MyGet - NuGet hosting private feedRecently one of the Tweeps following me started fooling around and hit one of my sweet spots: Windows Azure. Basically, he mocked me for using Windows Azure for MyGet, a website with enough users but not enough to justify the “scalability” aspect he thought Windows Azure was offering. Since Windows Azure is much, much more than scalability alone, I decided to do a quick writeup about the various reasons on why we use Windows Azure for MyGet. And those are not scalability.

First of all, here’s a high-level overview of our deployment, which may illustrate some of the aspects below:



Windows Azure is cheap. Cheap as in cost-effective, not as in, well, sleezy. Many will disagree with me but the cost perspective of Windows Azure can be real cheap in some cases as well as very expensive in other cases. For example, if someone asks me if they should move to Windows Azure and they now have one server running 300 small sites, I’d probably tell them not to move as it will be a tough price comparison.

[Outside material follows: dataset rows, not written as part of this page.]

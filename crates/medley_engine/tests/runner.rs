use std::sync::Once;
use std::thread;
use std::time::{Duration, Instant};

use medley_engine::{
    EngineHandle, EngineEvent, FailureKind, JobError, JobOutcome, ProgressEvent, SessionHandle,
    TaskEnd,
};

fn init_logging() {
    static INIT: Once = Once::new();
    INIT.call_once(engine_logging::initialize_for_tests);
}

/// Polls the engine until the terminal event arrives.
fn drain_until_completed(engine: &EngineHandle) -> Vec<EngineEvent> {
    let deadline = Instant::now() + Duration::from_secs(5);
    let mut events = Vec::new();
    loop {
        if let Some(event) = engine.try_recv() {
            let done = matches!(event, EngineEvent::JobCompleted { .. });
            events.push(event);
            if done {
                return events;
            }
        } else if Instant::now() > deadline {
            panic!("timed out waiting for job completion");
        } else {
            thread::sleep(Duration::from_millis(10));
        }
    }
}

#[test]
fn progress_events_arrive_in_post_order_then_terminal() {
    init_logging();
    let engine = EngineHandle::new();
    let session = SessionHandle::new();

    engine.submit(
        1,
        session,
        Box::new(|sink, _session| {
            for step in 1..=5u8 {
                sink.emit(ProgressEvent::info(format!("step {step}")));
            }
            Ok(TaskEnd::Completed("done".to_string()))
        }),
    );

    let events = drain_until_completed(&engine);
    assert_eq!(events.len(), 6);
    for (index, event) in events.iter().take(5).enumerate() {
        match event {
            EngineEvent::Progress { job_id, event } => {
                assert_eq!(*job_id, 1);
                assert_eq!(event.message, format!("step {}", index + 1));
            }
            other => panic!("expected progress, got {other:?}"),
        }
    }
    assert_eq!(
        events[5],
        EngineEvent::JobCompleted {
            job_id: 1,
            outcome: JobOutcome::Succeeded {
                message: "done".to_string()
            },
        }
    );
}

#[test]
fn task_failure_becomes_a_failed_terminal_event() {
    init_logging();
    let engine = EngineHandle::new();

    engine.submit(
        7,
        SessionHandle::new(),
        Box::new(|_sink, _session| {
            Err(JobError::new(FailureKind::ExternalTool, "codec not found"))
        }),
    );

    let events = drain_until_completed(&engine);
    assert_eq!(events.len(), 1);
    match &events[0] {
        EngineEvent::JobCompleted {
            job_id,
            outcome: JobOutcome::Failed(err),
        } => {
            assert_eq!(*job_id, 7);
            assert!(err.message.contains("codec not found"));
        }
        other => panic!("expected failed completion, got {other:?}"),
    }
}

#[test]
fn task_panic_is_caught_and_reported_exactly_once() {
    init_logging();
    let engine = EngineHandle::new();

    engine.submit(
        9,
        SessionHandle::new(),
        Box::new(|_sink, _session| panic!("worker blew up")),
    );

    let events = drain_until_completed(&engine);
    assert_eq!(events.len(), 1);
    match &events[0] {
        EngineEvent::JobCompleted {
            outcome: JobOutcome::Failed(err),
            ..
        } => {
            assert_eq!(err.kind, FailureKind::Internal);
            assert!(err.message.contains("worker blew up"));
        }
        other => panic!("expected failed completion, got {other:?}"),
    }

    // No second terminal event shows up afterwards.
    thread::sleep(Duration::from_millis(100));
    assert!(engine.try_recv().is_none());
}

#[test]
fn close_before_start_yields_cancelled_and_zero_progress_events() {
    init_logging();
    let engine = EngineHandle::new();
    let session = SessionHandle::new();
    session.request_close();

    engine.submit(
        3,
        session,
        Box::new(|sink, session| {
            if session.is_closing() {
                return Ok(TaskEnd::Cancelled);
            }
            sink.emit(ProgressEvent::info("never shown"));
            Ok(TaskEnd::Completed("done".to_string()))
        }),
    );

    let events = drain_until_completed(&engine);
    assert_eq!(
        events,
        vec![EngineEvent::JobCompleted {
            job_id: 3,
            outcome: JobOutcome::Cancelled,
        }]
    );
}

#[test]
fn progress_after_close_is_suppressed_but_job_still_completes() {
    init_logging();
    let engine = EngineHandle::new();
    let session = SessionHandle::new();
    let session_for_task = session.clone();

    // The task itself never checks the flag; the scoped sink must still
    // keep its late emits away from the surface.
    session.request_close();
    engine.submit(
        4,
        session_for_task,
        Box::new(|sink, _session| {
            sink.emit(ProgressEvent::info("late"));
            sink.emit(ProgressEvent::info("later"));
            Ok(TaskEnd::Completed("ran to the end".to_string()))
        }),
    );

    let events = drain_until_completed(&engine);
    assert_eq!(events.len(), 1);
    assert!(matches!(events[0], EngineEvent::JobCompleted { .. }));
}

With MyGet we run 2 Windows Azure instances in 2 datacenters across the globe (one in the US and one in the EU). For $180.00 per month this means 2 great machines at two very distant regions of the globe. You can probably find those with other hosters as well, but will they manage your machines? Patch and update them? Probably not, for that amount. In our scenario, Windows Azure is cheap.

Feel free to look at the cost calculator tool to estimate usage costs.

Traffic Manager

Traffic Manager, a great (beta) product in the Windows Azure offering allows us to do geographically distributed applications. For example, US users of MyGet will end up in the US datacenter, European users will end up in the EU datacenter. This is great, and we can easily add extra locations to this policy and have, for example, a third location in Asia.

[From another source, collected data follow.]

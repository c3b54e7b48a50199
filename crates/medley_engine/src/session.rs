use std::sync::atomic::{AtomicBool, Ordering};
use std::sync::Arc;

/// Shared handle over one window's closing flag.
///
/// This is the only state shared between the interactive thread and the
/// background workers. The flag is set exactly once and never reset; every
/// progress hook checks it before touching anything user-visible.
#[derive(Debug, Clone, Default)]
pub struct SessionHandle {
    closing: Arc<AtomicBool>,
}

impl SessionHandle {
    pub fn new() -> Self {
        Self::default()
    }

    pub fn is_closing(&self) -> bool {
        self.closing.load(Ordering::Acquire)
    }

    /// Requests close. Idempotent: calling twice is the same as calling once.
    pub fn request_close(&self) {
        self.closing.store(true, Ordering::Release);
    }
}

Next to geographically distributing MyGet, Traffic Manager also ensures that if one datacenter goes down, the DNS pool will consist of only “live” datacenters and thus provide datacenter fail-over. Not ideal as the web application will be served faster from a server that’s closer to the end user, but the application will not go down.

One problem we have with this is storage. We use Windows Azure storage (blobs, tables and queues) as those only cost $0.12 per GB. Distributing the application does mean that our US datacenter server has to access storage in the EU datacenter which of course adds some latency. We try to reduce this using extensive caching on all sides, but it’d be nicer if Traffic Manager allowed us to setup georeplication for storage as well. This only affects storing package metadata and packages. Reading packages is not affected by this because we’re using the Windows Azure CDN for that.


The Windows Azure Content Delivery Network allows us to serve users fast. The main use case for MyGet is accessing and downloading packages. Ok, the updating has some latency due to the restrictions mentioned above, but if you download a package from MyGet it will always come from a CDN node near the end user to ensure low latency and fast access. Given the CDN is just a checkbox on the management pages means integrating with CDN is a breeze. The only thing we’ve struggled with is finding an acceptable caching policy to ensure stale data is limited.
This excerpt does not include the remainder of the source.